Unfortunately, no effective treatments are available to prevent or cure any of these neurological disorders that affect humans. Molecular genetics studies are likely to identify additional gene mutations or deletions that are associated with progressive neurodegenerative disorders (Table II). Animal models of experimental neuropathology will remain critical for studying how nerve cells die in the brain and spinal cord. Neurons within the CNS can be damaged by neurotoxin exposure, by cutting nerves and white matter pathways, by reducing blood flow to the brain producing oxygen deprivation, by forcing brain cells to express mutant genes, and by deleting genes. These animal models of neuronal degeneration are relevant to several neurological disorders that affect humans, including Alzheimer's disease, ALS, and cerebral ischemia (Table VIII). A better understanding of the pathogenesis of neuronal degeneration in human diseases and in animal models that mirror this degeneration is critical for the future development of effective therapies for patients with Alzheimer's disease, ALS, and other conditions. A more complete understanding of the characteristics and mechanisms of neuronal death within the CNS, provided by animal models of injury and transgenic gene expression-deletion, is important for the subsequent development ofeffective pharmacological and biological treatments to prevent or limit neurodegeneration in human neuropathological conditions.

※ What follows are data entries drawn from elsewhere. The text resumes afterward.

//! Command-line interface for stepgraph.
//!
//! This module provides the CLI argument parsing using clap's derive macros
//! and command implementations.
//!
//! - [`args`] - Argument definitions using clap derive macros
//! - [`commands`] - Command implementations

pub mod args;
pub mod commands;

pub use args::{
    Cli, Commands, CompletionsArgs, LintArgs, ListArgs, PlanArgs, RunArgs, SelectionArgs,
};
pub use commands::{Command, CommandDispatcher, CommandResult};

It is still generally believed that, once neurons die in the mature CNS of mammals, these neurons cannot be replaced by nearby neurons (unlike the liver for example) because the remaining neurons are postmi-totic (i.e., after neurons have achieved their mature state, they cannot enter back into the cell cycle and undergo cell division). However, nervous tissue grafting or stem cell implantation as a means for neuronal replacement is an experimental approach that offers some hope, though much work needs to be done to evaluate the feasibility and efficacy of this approach. Importantly, it remains to be shown whether the immature or adult CNS provides a permissive environment for the appropriate integration of exogenous or grafted cells into a functional neural system.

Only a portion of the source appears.